For fir and Scots pine, the diameter growth of dominant trees in the same study area as that used in our study was studied [4]. Our results showed that the response of fir and Scots pine to tree, stand, and environmental variables appear to be slightly different compared to the response of dominant trees of the same tree species only [20]. Differences exist in the set of predictors, e.g., the basal area of trees larger than the observed tree (BAL) was not included in the models for dominant trees. The contribution of some variables to the explained variability of diameter increment is different between models for all trees and dominant trees only. For instance, in the diameter increment model for fir, tree diameter contributed the largest proportion to the explained variability. However, the same variable had a negligible contribution in the model for the dominant firs only. Therefore, it is not appropriate to generalize the diameter growth of dominant trees with respect to stand, site, and climatic variables to all trees of the same tree species.
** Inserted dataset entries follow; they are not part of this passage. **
use tracing::info;

use super::splice;
use crate::document::{graph, ManifestDocument};
use crate::error::{Error, Result};
use crate::models::{quote, quote_if_needed, ObjectKind};

/// Point every remote package reference at `from_url` to `to_url`.
///
/// The `XCRemoteSwiftPackageReference "<Name>"` labels that refer to it are
/// renamed after the new repository. An unknown URL is
/// [`Error::ReferenceNotFound`].
pub fn repoint_package(
    doc: &mut ManifestDocument,
    from_url: &str,
    to_url: &str,
) -> Result<Vec<String>> {
    let text = doc.text();
    let records = graph::records(text)?;
    let packages: Vec<_> = records
        .iter()
        .filter(|r| r.kind == ObjectKind::PackageReference)
        .filter(|r| r.value("repositoryURL").as_deref() == Some(from_url))
        .collect();
    if packages.is_empty() {
        return Err(Error::ReferenceNotFound(from_url.to_string()));
    }

    let mut edits = Vec::new();
    for package in &packages {
        if let Some(field) = package.field("repositoryURL") {
            let value = if field.is_quoted() {
                quote(to_url)
            } else {
                quote_if_needed(to_url)
            };
            edits.push((field.value_span, value));
        }
    }
    let mut updated = splice(text, edits);

    let (old_name, new_name) = (package_name(from_url), package_name(to_url));
    if old_name != new_name {
        updated = updated.replace(&label(old_name), &label(new_name));
    }
    doc.replace_text(updated);

    let ids: Vec<String> = packages.iter().map(|p| p.id.clone()).collect();
    info!(from_url, to_url, count = ids.len(), "repointed package");
    Ok(ids)
}

fn label(name: &str) -> String {
    format!("/* XCRemoteSwiftPackageReference \"{}\" */", name)
}

/// Repository name from its URL: `https://host/owner/Name.git` → `Name`.
pub fn package_name(url: &str) -> &str {
    let last = url.trim_end_matches('/').rsplit('/').next().unwrap_or(url);
    last.strip_suffix(".git").unwrap_or(last)
}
4.2. Importance of Soil Units for the Diameter Growth of Fir, Scots Pine, and Black Pine

The soil unit contributed 5.3, 6.4, and 7.5% to the explained diameter increment variability of fir, Scots pine, and black pine, respectively. However, the soil seems to be an even more important predictor when only dominant trees are considered [4]. Our study showed that soil contributes more to the explained diameter variability of fir than topographic or climatic variables. Our results on the influence of soil were similar to those from Austria [3] but with some slight differences for some soil units (e.g., Chromic Cambisols).
The highest growth rate of fir was found in Dystric Planosols, Dystric Cambisols (see [57]), and Haplic Luvisols. Similar findings were reported from Austria [20]. The differences in growth rates on these soil units compared to several other soil units (i.e., calcareous Leptosols and Chromic Cambisols, characterized by shallowness and stoniness and, therefore, lower water-holding capacity) were significant. Fir thrives well in moist sites but is vulnerable to extreme water stress [58]. Our results indicate that fir grows well on acidic soil types with sufficient water-holding capacity [39]. The results for the diameter growth of fir on different soil units were quite similar to those obtained for dominant fir trees only [4]. However, this study found more significant differences between soil units compared to the study that only considered dominant trees.
Both pine species can grow on different sites, but they are often limited to nutrient-poor and dry sites where other tree species (e.g., beech and spruce) are less competitive. They also perform well in early-successional stages, which was partly the case in our study [28]. The fastest growth of Scots pine was recorded on Haplic Luvisols and Dystric Leptosols, which differed slightly from the results for dominant pines only [4] and from the results from Austria [3]. Scots pine grows poorly on Rendzic and Mollic Leptosols and most poorly on Calcaric Fluvisols. However, due to the high variability of diameter increment and the smaller sample of trees on some soil units, the differences were significant only for some pairs of soil units: Dystric Cambisols > Eutric Cambisols and Rendzic Leptosols, and Haplic Luvisols > Eutric Cambisols. It appears that Scots pine reaches maximum growth rates on slightly dystric soils. Similar findings were reported from Austria [20], where the highest diameter growth was found on Dystric Planosols, Dystric Gleysols, and Fluvisols, and the lowest on calcareous Leptosols and Chromic Cambisols. In hemi-boreal forests, Scots pine trees grow better on eutrophic and mesoeutrophic soil than on oligotrophic soil [43].
Black pine grew well on Dystric and Calcaric Cambisols. However, a significant difference between soil units was found between Chromic Cambisols, on which the lowest diameter increment of black pine was registered, and several other soil units (Calcaric and Dystric Cambisols and Mollic Leptosols). A study from Austria reported smaller diameter growth on calcareous Leptosols compared to that on Chromic Cambisols [3], which was not confirmed in our study. However, we found that growth was significantly poorer on Rendzic Leptosols compared to that on Calcaric Cambisols.
Our results generally show that the growth of all three tree species was poor on calcareous Leptosols, which are poor in nutrients and have a low water-holding capacity [3].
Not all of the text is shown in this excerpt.